The lessons of Magna Carta typify some our most fundamental problems today: right to due process (Habeas Corpus), redistribution of wealth, corruption of power, illegal detainment and religious intolerance. Wilton Park chooses, today, not only to commemorate Magna Carta but to recognise its constitutional values within our work. Our motto reads: “harnessing the power of dialogue” – a phrase that our constitutional forefathers at Runnymede would empathise strongly with. The thread of rights-based language and legal philosophy in Magna Carta reverberates in our commitment, as an agency within the Foreign and Commonwealth Office, unto human rights efforts worldwide.
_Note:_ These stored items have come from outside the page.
//! assistkit HTTP 服务
//!
//! 启动: cargo run --bin assistkit-web --features web
//! 接口: POST /api/chat, GET /api/health

use std::net::SocketAddr;
use std::sync::Arc;

use anyhow::Context;

use assistkit::agent::AgentService;
use assistkit::config::load_config;

#[tokio::main]
async fn main() -> anyhow::Result<()> {
    let cfg = load_config(None).context("Failed to load configuration")?;
    assistkit::observability::init(cfg.app.debug_mode);

    let port = std::env::var("ASSISTKIT_WEB_PORT")
        .ok()
        .and_then(|s| s.parse::<u16>().ok())
        .unwrap_or(cfg.server.port);
    let addr: SocketAddr = format!("{}:{}", cfg.server.host, port)
        .parse()
        .with_context(|| format!("invalid server address {}:{}", cfg.server.host, port))?;

    let service = Arc::new(AgentService::from_config(cfg));
    let app = assistkit::api::router(service);

    tracing::info!("assistkit API: http://{}", addr);
    let listener = tokio::net::TcpListener::bind(addr)
        .await
        .with_context(|| format!("failed to bind {addr}"))?;
    axum::serve(listener, app).await.context("server error")?;

    Ok(())
}
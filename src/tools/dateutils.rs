//! 日期工具包：今天的日期、本周起止、某日期是星期几
//!
//! 「今天」由 Today 提供，默认本地时区；测试可固定日期。

use async_trait::async_trait;
use chrono::{DateTime, Datelike, Duration, Local, NaiveDate, NaiveDateTime};
use serde_json::Value;

use crate::tools::{Tool, ToolRegistry};

#[derive(Debug, Clone, Copy, Default, PartialEq, Eq)]
pub enum Today {
    #[default]
    Local,
    Fixed(NaiveDate),
}

impl Today {
    pub fn date(self) -> NaiveDate {
        match self {
            Today::Local => Local::now().date_naive(),
            Today::Fixed(date) => date,
        }
    }
}

/// 注册全部日期工具
pub fn dateutils_toolpack(today: Today) -> ToolRegistry {
    let mut registry = ToolRegistry::new();
    registry
        .register(TodayDateTool { today })
        .register(CurrentWeekTool { today })
        .register(WeekdayFromDateTool);
    registry
}

pub struct TodayDateTool {
    today: Today,
}

#[async_trait]
impl Tool for TodayDateTool {
    fn name(&self) -> &str {
        "get_today_date"
    }

    fn description(&self) -> &str {
        "Returns today's date in MM/DD/YYYY format. No arguments."
    }

    async fn execute(&self, _args: Value) -> Result<String, String> {
        Ok(self.today.date().format("%m/%d/%Y").to_string())
    }
}

pub struct CurrentWeekTool {
    today: Today,
}

#[async_trait]
impl Tool for CurrentWeekTool {
    fn name(&self) -> &str {
        "get_current_week"
    }

    fn description(&self) -> &str {
        "Returns the first (Monday) and last (Sunday) day of the current week. No arguments."
    }

    async fn execute(&self, _args: Value) -> Result<String, String> {
        let today = self.today.date();
        let start = today - Duration::days(i64::from(today.weekday().num_days_from_monday()));
        let end = start + Duration::days(6);
        Ok(format!("This week starts at {start} and ends on {end}"))
    }
}

pub struct WeekdayFromDateTool;

#[async_trait]
impl Tool for WeekdayFromDateTool {
    fn name(&self) -> &str {
        "get_weekday_from_date"
    }

    fn description(&self) -> &str {
        "Returns the weekday name for a date, e.g. {\"date\": \"2024-03-15\"} -> Friday."
    }

    fn parameters_schema(&self) -> Value {
        serde_json::json!({
            "type": "object",
            "properties": {
                "date": { "type": "string", "description": "Date to establish a weekday for" }
            },
            "required": ["date"]
        })
    }

    async fn execute(&self, args: Value) -> Result<String, String> {
        let input = args
            .get("date")
            .and_then(|v| v.as_str())
            .ok_or_else(|| "missing 'date' argument".to_string())?;

        // 日期无法解析时把说明作为工具结果返回给 LLM，而不是失败
        Ok(match parse_date(input) {
            Some(date) => date.format("%A").to_string(),
            None => format!("The date is not of correct format - {input}"),
        })
    }
}

const DATE_FORMATS: &[&str] = &[
    "%Y-%m-%d",
    "%Y/%m/%d",
    "%m/%d/%Y",
    "%d.%m.%Y",
    "%B %d %Y",
    "%b %d %Y",
    "%d %B %Y",
    "%d %b %Y",
    "%A %B %d %Y",
];

fn parse_exact(candidate: &str) -> Option<NaiveDate> {
    let candidate = candidate.replace(',', "");
    if let Ok(dt) = DateTime::parse_from_rfc3339(&candidate) {
        return Some(dt.date_naive());
    }
    if let Ok(dt) = NaiveDateTime::parse_from_str(&candidate, "%Y-%m-%dT%H:%M:%S") {
        return Some(dt.date());
    }
    DATE_FORMATS
        .iter()
        .find_map(|fmt| NaiveDate::parse_from_str(&candidate, fmt).ok())
}

/// 宽松解析：先试整串，再在句子中按 4/3/2/1 个词的窗口查找日期
pub fn parse_date(input: &str) -> Option<NaiveDate> {
    let input = input.trim();
    if let Some(date) = parse_exact(input) {
        return Some(date);
    }

    let words: Vec<&str> = input
        .split_whitespace()
        .map(|w| w.trim_matches(|c: char| !c.is_alphanumeric() && c != '-' && c != '/' && c != '.'))
        .map(|w| w.trim_end_matches('.'))
        .filter(|w| !w.is_empty())
        .collect();

    (1..=4.min(words.len())).rev().find_map(|size| {
        words
            .windows(size)
            .find_map(|window| parse_exact(&window.join(" ")))
    })
}

#[cfg(test)]
mod tests {
    use super::*;

    fn fixed() -> Today {
        // 2024-03-13 是周三
        Today::Fixed(NaiveDate::from_ymd_opt(2024, 3, 13).unwrap())
    }

    #[tokio::test]
    async fn test_today_date_format() {
        let tool = TodayDateTool { today: fixed() };
        assert_eq!(tool.execute(Value::Null).await.unwrap(), "03/13/2024");
    }

    #[tokio::test]
    async fn test_current_week_runs_monday_to_sunday() {
        let tool = CurrentWeekTool { today: fixed() };
        assert_eq!(
            tool.execute(Value::Null).await.unwrap(),
            "This week starts at 2024-03-11 and ends on 2024-03-17"
        );

        let monday = CurrentWeekTool {
            today: Today::Fixed(NaiveDate::from_ymd_opt(2024, 3, 11).unwrap()),
        };
        assert_eq!(
            monday.execute(Value::Null).await.unwrap(),
            "This week starts at 2024-03-11 and ends on 2024-03-17"
        );
    }

    #[tokio::test]
    async fn test_weekday_from_date() {
        let tool = WeekdayFromDateTool;
        for input in [
            "2024-03-15",
            "03/15/2024",
            "15.03.2024",
            "March 15, 2024",
            "15 March 2024",
            "2024-03-15T10:30:00",
            "What day was 2024-03-15?",
        ] {
            assert_eq!(
                tool.execute(serde_json::json!({ "date": input })).await.unwrap(),
                "Friday",
                "input: {input}"
            );
        }
    }

    #[tokio::test]
    async fn test_weekday_reports_unparseable_date() {
        let tool = WeekdayFromDateTool;
        let out = tool
            .execute(serde_json::json!({ "date": "someday soon" }))
            .await
            .unwrap();
        assert!(out.starts_with("The date is not of correct format"));
        assert!(tool.execute(serde_json::json!({})).await.is_err());
    }

    #[test]
    fn test_toolpack_registers_all_tools() {
        let registry = dateutils_toolpack(Today::Local);
        assert_eq!(
            registry.tool_names(),
            vec!["get_current_week", "get_today_date", "get_weekday_from_date"]
        );
    }
}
Looking ahead, Magna Carta looks set to continue to play a crucial role in protecting rights and liberties both at home and abroad. Tim Berners-Lee has recently called for a “digital Magna Carta”, echoing the worries of many that our internet freedoms are under threat. In addition to this, the UK House of Commons established a political and constitutional reform committee which reported a variety of plausible steps forward for Magna Carta. One thing is clear moving on from this anniversary: Magna Carta will continue to hold a prominent position on the world stage – the question we must now address is, how do we safeguard its premise for another 800 years?